La conception d'une intention simplement traduite par des mots au
sens fixé entraîne une action de traduction mécanique et
facile. En fait on ne retrouve dans les mots du dictionnaire que
leur sens. Mais, que le sujet qui pense cherche l'expression avec
tant de persévérance, signifie que la traduction n'est pas donnée,
que, dans son effort pour maîtriser sa parole il est vite
contraint à lui laisser cette liberté sans laquelle la parole ne
serait pas une pensée. A ce prix, le sens se lève toujours et
provoque l'étonnement d'avoir dit plus ou autre chose que l'on
avait décidé de dire: heureuse surprise qui
habite aussi l'artiste contemplant le tableau qu'il vient de réaliser.

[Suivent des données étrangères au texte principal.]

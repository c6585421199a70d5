use std::collections::BTreeMap;
use std::path::{Path, PathBuf};

use anyhow::{bail, Context, Result};
use serde_json::Value as JsonValue;

use super::model::{Dataset, FieldValue, Record};

// ---------------------------------------------------------------------------
// Department – the four dataset kinds
// ---------------------------------------------------------------------------

/// One business unit, mapped to one source file under the data directory.
#[derive(Debug, Clone, Copy, PartialEq, Eq, PartialOrd, Ord)]
pub enum Department {
    ItSolutions,
    HrStaffing,
    BusinessConsulting,
    DataAiServices,
}

impl Department {
    pub const ALL: [Department; 4] = [
        Department::ItSolutions,
        Department::HrStaffing,
        Department::BusinessConsulting,
        Department::DataAiServices,
    ];

    /// Human-readable label; also the value space of the `department`
    /// category column used for filtering.
    pub fn label(&self) -> &'static str {
        match self {
            Department::ItSolutions => "IT Solutions",
            Department::HrStaffing => "HR & Staffing",
            Department::BusinessConsulting => "Business Consulting",
            Department::DataAiServices => "Data & AI Services",
        }
    }

    /// Source file stem (and export file name) for this department.
    pub fn file_stem(&self) -> &'static str {
        match self {
            Department::ItSolutions => "it_solutions",
            Department::HrStaffing => "hr_staffing",
            Department::BusinessConsulting => "business_consulting",
            Department::DataAiServices => "data_ai_services",
        }
    }
}

// ---------------------------------------------------------------------------
// DatasetStore – load-by-name with a never-fail contract
// ---------------------------------------------------------------------------

/// Loads department datasets from a data directory. A missing or unreadable
/// source is recovered locally: the failure is logged and an empty dataset
/// is returned, so the dashboard always has something to render.
#[derive(Debug, Clone)]
pub struct DatasetStore {
    data_dir: PathBuf,
}

impl DatasetStore {
    pub fn new(data_dir: impl Into<PathBuf>) -> Self {
        DatasetStore {
            data_dir: data_dir.into(),
        }
    }

    /// Load one department's dataset. Never fails: any loader error yields
    /// an empty dataset with the cause logged.
    pub fn load(&self, dept: Department) -> Dataset {
        let path = self.data_dir.join(format!("{}.csv", dept.file_stem()));
        match load_file(&path) {
            Ok(ds) => {
                log::info!(
                    "loaded {} records for {} from {}",
                    ds.len(),
                    dept.label(),
                    path.display()
                );
                ds
            }
            Err(e) => {
                log::warn!("could not load {}: {e:#}", path.display());
                Dataset::default()
            }
        }
    }
}

// ---------------------------------------------------------------------------
// File loading – dispatch by extension
// ---------------------------------------------------------------------------

/// Load a dataset from a file. Dispatch by extension.
///
/// Supported formats:
/// * `.csv`  – header row, one record per line (the four shipped sources)
/// * `.json` – records orientation: `[{ "col": value, ... }, ...]`
pub fn load_file(path: &Path) -> Result<Dataset> {
    let ext = path
        .extension()
        .and_then(|e| e.to_str())
        .unwrap_or("")
        .to_ascii_lowercase();

    match ext.as_str() {
        "csv" => load_csv(path),
        "json" => load_json(path),
        other => bail!("Unsupported file extension: .{other}"),
    }
}

// ---------------------------------------------------------------------------
// CSV loader
// ---------------------------------------------------------------------------

fn load_csv(path: &Path) -> Result<Dataset> {
    let mut reader = csv::Reader::from_path(path).context("opening CSV")?;
    let headers: Vec<String> = reader
        .headers()
        .context("reading CSV headers")?
        .iter()
        .map(|h| h.to_string())
        .collect();

    let mut records = Vec::new();
    for (row_no, result) in reader.records().enumerate() {
        let row = result.with_context(|| format!("CSV row {row_no}"))?;
        let mut record = Record::new();
        for (col_idx, cell) in row.iter().enumerate() {
            let Some(col_name) = headers.get(col_idx) else {
                continue;
            };
            record.insert(col_name.clone(), guess_field_type(cell));
        }
        records.push(record);
    }

    Ok(Dataset::new(headers, records))
}

/// Infer a cell's type from its text. Dates are recognised in ISO
/// `YYYY-MM-DD` form, matching the shipped sources.
fn guess_field_type(s: &str) -> FieldValue {
    let s = s.trim();
    if s.is_empty() {
        return FieldValue::Null;
    }
    if let Ok(i) = s.parse::<i64>() {
        return FieldValue::Integer(i);
    }
    if let Ok(f) = s.parse::<f64>() {
        return FieldValue::Float(f);
    }
    if s == "true" || s == "false" {
        return FieldValue::Bool(s == "true");
    }
    if is_iso_date(s) {
        return FieldValue::Date(s.to_string());
    }
    FieldValue::Text(s.to_string())
}

fn is_iso_date(s: &str) -> bool {
    let b = s.as_bytes();
    b.len() == 10
        && b[4] == b'-'
        && b[7] == b'-'
        && b.iter()
            .enumerate()
            .all(|(i, c)| i == 4 || i == 7 || c.is_ascii_digit())
}

// ---------------------------------------------------------------------------
// JSON loader
// ---------------------------------------------------------------------------

/// Expected JSON schema (records-oriented):
///
/// ```json
/// [
///   { "project_name": "CRM Migration", "status": "Active", "budget": 500000 },
///   ...
/// ]
/// ```
fn load_json(path: &Path) -> Result<Dataset> {
    let text = std::fs::read_to_string(path).context("reading JSON file")?;
    let root: JsonValue = serde_json::from_str(&text).context("parsing JSON")?;

    let rows = root.as_array().context("Expected top-level JSON array")?;

    let mut records = Vec::with_capacity(rows.len());
    for (i, row) in rows.iter().enumerate() {
        let obj = row
            .as_object()
            .with_context(|| format!("Row {i} is not a JSON object"))?;

        let record: Record = obj
            .iter()
            .map(|(key, val)| (key.clone(), json_to_field(val)))
            .collect::<BTreeMap<_, _>>();
        records.push(record);
    }

    Ok(Dataset::from_records(records))
}

fn json_to_field(val: &JsonValue) -> FieldValue {
    match val {
        JsonValue::String(s) if is_iso_date(s) => FieldValue::Date(s.clone()),
        JsonValue::String(s) => FieldValue::Text(s.clone()),
        JsonValue::Number(n) => {
            if let Some(i) = n.as_i64() {
                FieldValue::Integer(i)
            } else if let Some(f) = n.as_f64() {
                FieldValue::Float(f)
            } else {
                FieldValue::Text(n.to_string())
            }
        }
        JsonValue::Bool(b) => FieldValue::Bool(*b),
        JsonValue::Null => FieldValue::Null,
        other => FieldValue::Text(other.to_string()),
    }
}

#[cfg(test)]
mod tests {
    use super::*;
    use std::io::Write;

    #[test]
    fn missing_source_yields_empty_dataset() {
        let store = DatasetStore::new("/nonexistent/dir");
        let ds = store.load(Department::ItSolutions);
        assert!(ds.is_empty());
        assert!(ds.column_names.is_empty());
    }

    #[test]
    fn csv_round_trips_with_type_guessing() {
        let dir = std::env::temp_dir().join("opsboard_store_test");
        std::fs::create_dir_all(&dir).unwrap();
        let path = dir.join("it_solutions.csv");
        let mut f = std::fs::File::create(&path).unwrap();
        writeln!(f, "project_name,status,completion_percentage,budget,start_date").unwrap();
        writeln!(f, "CRM Migration,Active,62.5,500000,2024-03-01").unwrap();
        writeln!(f, "Helpdesk Revamp,Completed,100,,2023-11-15").unwrap();
        drop(f);

        let store = DatasetStore::new(&dir);
        let ds = store.load(Department::ItSolutions);
        assert_eq!(ds.len(), 2);
        assert_eq!(ds.column_names[0], "project_name");
        assert_eq!(
            ds.records[0].get("completion_percentage"),
            Some(&FieldValue::Float(62.5))
        );
        assert_eq!(ds.records[0].get("budget"), Some(&FieldValue::Integer(500_000)));
        assert_eq!(
            ds.records[0].get("start_date"),
            Some(&FieldValue::Date("2024-03-01".into()))
        );
        // Empty cell → Null, excluded from the value index.
        assert_eq!(ds.records[1].get("budget"), Some(&FieldValue::Null));

        std::fs::remove_dir_all(&dir).ok();
    }

    #[test]
    fn guesses_cover_the_dtype_space() {
        assert_eq!(guess_field_type("42"), FieldValue::Integer(42));
        assert_eq!(guess_field_type("4.2"), FieldValue::Float(4.2));
        assert_eq!(guess_field_type("true"), FieldValue::Bool(true));
        assert_eq!(
            guess_field_type("2024-01-31"),
            FieldValue::Date("2024-01-31".into())
        );
        assert_eq!(guess_field_type(""), FieldValue::Null);
        assert_eq!(
            guess_field_type("On Hold"),
            FieldValue::Text("On Hold".into())
        );
    }

    #[test]
    fn json_records_orientation() {
        let dir = std::env::temp_dir().join("opsboard_store_json_test");
        std::fs::create_dir_all(&dir).unwrap();
        let path = dir.join("sample.json");
        std::fs::write(
            &path,
            r#"[{"status": "Active", "budget": 1000}, {"status": "Completed", "budget": null}]"#,
        )
        .unwrap();

        let ds = load_file(&path).unwrap();
        assert_eq!(ds.len(), 2);
        assert!(ds.has_column("status"));
        assert_eq!(ds.records[0].get("budget"), Some(&FieldValue::Integer(1000)));
        assert_eq!(ds.records[1].get("budget"), Some(&FieldValue::Null));

        std::fs::remove_dir_all(&dir).ok();
    }
}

Bien entendu cet étonnement n'est rien d'autre qu'un "raté
positif" et ne l'est que pour le locuteur seul à même de
discerner le décalage entre son intention et l'expression qu'il
en donne.
Opération
paradoxale: l'opération désigne plus
qu'une fabrication, c'est l'acte de produire une oeuvre: la parole
comme acte d'expression est une opération: ce qui étonne, ce qui
surprend, apparaît comme une contradiction entre ce qu'on voulait
dire et ce qu'on a utilisé comme moyen pour le dire. Ce qui
semble contradictoire c'est le modèle de traduction d'une
intention personnelle par le moyen d'un système général.

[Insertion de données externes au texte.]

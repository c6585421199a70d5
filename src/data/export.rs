use rust_xlsxwriter::{Format, Workbook, XlsxError};
use thiserror::Error;

use super::model::{Dataset, FieldValue};

// ---------------------------------------------------------------------------
// Export formatting: dataset → downloadable bytes
// ---------------------------------------------------------------------------

/// Output encoding for a dataset export.
#[derive(Debug, Clone, Copy, PartialEq, Eq)]
pub enum ExportKind {
    /// Comma-separated text.
    Csv,
    /// Excel workbook (single sheet).
    Xlsx,
}

impl ExportKind {
    pub fn extension(&self) -> &'static str {
        match self {
            ExportKind::Csv => "csv",
            ExportKind::Xlsx => "xlsx",
        }
    }
}

#[derive(Debug, Error)]
pub enum ExportError {
    #[error("CSV encoding failed: {0}")]
    Csv(#[from] csv::Error),
    #[error("CSV buffer error: {0}")]
    Io(#[from] std::io::Error),
    #[error("spreadsheet encoding failed: {0}")]
    Spreadsheet(#[from] XlsxError),
}

/// Encode a dataset for download. CSV succeeds for any dataset, including
/// an empty one (empty bytes, since the schema of a missing source is
/// unknown).
/// A spreadsheet failure is recoverable: callers log it and drop that
/// export option instead of aborting the render.
pub fn export(dataset: &Dataset, kind: ExportKind) -> Result<Vec<u8>, ExportError> {
    match kind {
        ExportKind::Csv => to_csv_bytes(dataset),
        ExportKind::Xlsx => to_xlsx_bytes(dataset),
    }
}

fn to_csv_bytes(dataset: &Dataset) -> Result<Vec<u8>, ExportError> {
    if dataset.column_names.is_empty() {
        return Ok(Vec::new());
    }

    let mut writer = csv::Writer::from_writer(Vec::new());
    writer.write_record(&dataset.column_names)?;
    for rec in &dataset.records {
        let row: Vec<String> = dataset
            .column_names
            .iter()
            .map(|col| rec.get(col).map(|v| v.to_string()).unwrap_or_default())
            .collect();
        writer.write_record(&row)?;
    }
    writer.flush()?;
    writer.into_inner().map_err(|e| ExportError::Io(e.into_error()))
}

fn to_xlsx_bytes(dataset: &Dataset) -> Result<Vec<u8>, ExportError> {
    let mut workbook = Workbook::new();
    let bold = Format::new().set_bold();
    let sheet = workbook.add_worksheet();
    sheet.set_name("Sheet1")?;

    for (col, name) in dataset.column_names.iter().enumerate() {
        sheet.write_string_with_format(0, col as u16, name, &bold)?;
    }
    for (row, rec) in dataset.records.iter().enumerate() {
        let row = (row + 1) as u32;
        for (col, name) in dataset.column_names.iter().enumerate() {
            let col = col as u16;
            match rec.get(name) {
                Some(FieldValue::Integer(i)) => {
                    sheet.write_number(row, col, *i as f64)?;
                }
                Some(FieldValue::Float(f)) => {
                    sheet.write_number(row, col, *f)?;
                }
                Some(FieldValue::Bool(b)) => {
                    sheet.write_boolean(row, col, *b)?;
                }
                Some(FieldValue::Text(s)) | Some(FieldValue::Date(s)) => {
                    sheet.write_string(row, col, s)?;
                }
                Some(FieldValue::Null) | None => {}
            }
        }
    }

    Ok(workbook.save_to_buffer()?)
}

#[cfg(test)]
mod tests {
    use super::*;
    use crate::data::model::tests::rec;
    use crate::data::model::Dataset;

    fn it_dataset() -> Dataset {
        Dataset::new(
            vec!["project_name".into(), "status".into(), "budget".into()],
            vec![
                rec(&[
                    ("project_name", FieldValue::Text("CRM Migration".into())),
                    ("status", FieldValue::Text("Active".into())),
                    ("budget", FieldValue::Integer(500_000)),
                ]),
                rec(&[
                    ("project_name", FieldValue::Text("Helpdesk Revamp".into())),
                    ("status", FieldValue::Text("Completed".into())),
                    ("budget", FieldValue::Null),
                ]),
            ],
        )
    }

    #[test]
    fn csv_has_header_and_rows_in_column_order() {
        let bytes = export(&it_dataset(), ExportKind::Csv).unwrap();
        let text = String::from_utf8(bytes).unwrap();
        let lines: Vec<&str> = text.lines().collect();
        assert_eq!(lines[0], "project_name,status,budget");
        assert_eq!(lines[1], "CRM Migration,Active,500000");
        // Null cell renders empty.
        assert_eq!(lines[2], "Helpdesk Revamp,Completed,");
    }

    #[test]
    fn empty_dataset_exports_empty_csv() {
        let bytes = export(&Dataset::default(), ExportKind::Csv).unwrap();
        assert!(bytes.is_empty());
    }

    #[test]
    fn header_only_when_no_records() {
        let ds = Dataset::new(vec!["status".into()], Vec::new());
        let bytes = export(&ds, ExportKind::Csv).unwrap();
        assert_eq!(String::from_utf8(bytes).unwrap(), "status\n");
    }

    #[test]
    fn xlsx_produces_a_zip_container() {
        let bytes = export(&it_dataset(), ExportKind::Xlsx).unwrap();
        // xlsx is a zip archive; check the magic instead of parsing it back.
        assert!(bytes.starts_with(b"PK"));
    }

    #[test]
    fn xlsx_of_empty_dataset_still_encodes() {
        let bytes = export(&Dataset::default(), ExportKind::Xlsx).unwrap();
        assert!(bytes.starts_with(b"PK"));
    }
}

Comment faire se correspondre une intention particulière et des
mots dont le sens est fixé par l'usage? Comment mettre le vin
nouveau de la création personnelle dans des ustensiles qui
appartiennent au passé?
Le
langage constitué: Merleau-Ponty introduit l'analogie
entre les mots et les couleurs utilisées par le peintre: ce ne
sont que des moyens dont la libre combinaison fait jaillir du
sens. Les combinaisons étant infinies, la possibilité
d'expression de la parole comme de la peinture est infinie. Dans
les deux cas, il ne s'agit pas d'une traduction, d'une
reproduction mais il s'agit de dire plus de choses et de faire
voir plus.
Vertu signifiante: une qualité propre,
essentielle, dont l'être est de signifier, d'ajouter du sens par
rapport à l'intention première. Non seulement en parlant, je
pense, mais j'assiste au libre cours d'une liberté qui en arrive
à me surprendre et à surprendre l'auditoire...

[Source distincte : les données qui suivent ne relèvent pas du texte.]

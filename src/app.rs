use eframe::egui;

use crate::data::store::DatasetStore;
use crate::state::AppState;
use crate::ui::{panels, views};

// ---------------------------------------------------------------------------
// eframe App implementation
// ---------------------------------------------------------------------------

pub struct DashboardApp {
    pub state: AppState,
}

impl DashboardApp {
    pub fn new(store: DatasetStore) -> Self {
        DashboardApp {
            state: AppState::new(store),
        }
    }
}

impl eframe::App for DashboardApp {
    fn update(&mut self, ctx: &egui::Context, _frame: &mut eframe::Frame) {
        // ---- Top panel: title, counts, status ----
        egui::TopBottomPanel::top("top_bar").show(ctx, |ui| {
            panels::top_bar(ui, &mut self.state);
        });

        // ---- Left side panel: navigation and filters ----
        egui::SidePanel::left("sidebar")
            .default_width(240.0)
            .resizable(true)
            .show(ctx, |ui| {
                panels::side_panel(ui, &mut self.state);
            });

        // ---- Central panel: the selected dashboard view ----
        egui::CentralPanel::default().show(ctx, |ui| {
            egui::ScrollArea::vertical()
                .auto_shrink([false, false])
                .show(ui, |ui| {
                    views::show(ui, &mut self.state);
                });
        });
    }
}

La vertu signifiante c'est d'abord l'intention du peintre, ensuite
ce qu'il fait dire à l'amateur, enfin ce que dit le tableau
accompli, l'oeuvre qui porte son propre sens et, à la surprise de
l'opinion, se met à vivre sa vie en se détachant de l'auteur,
comme un bon roman. "Mes vers ont le sens qu'on leur prête"
disait Paul Valéry.
On comprend que Merleau-Ponty, comme Heidegger,s'oriente vers le
langage.
Parole telle qu'en elles même et peinture telle qu'en elle
même, témoignage d'une part de liberté irréductible à
l'intention de celui qui parle, qui émet,et à l'interprétation
de celui qui reçoit. Dans cet écart de liberté il y a l'être
et le mystère d'une existence. L'être a donc besoin d'une
reprise.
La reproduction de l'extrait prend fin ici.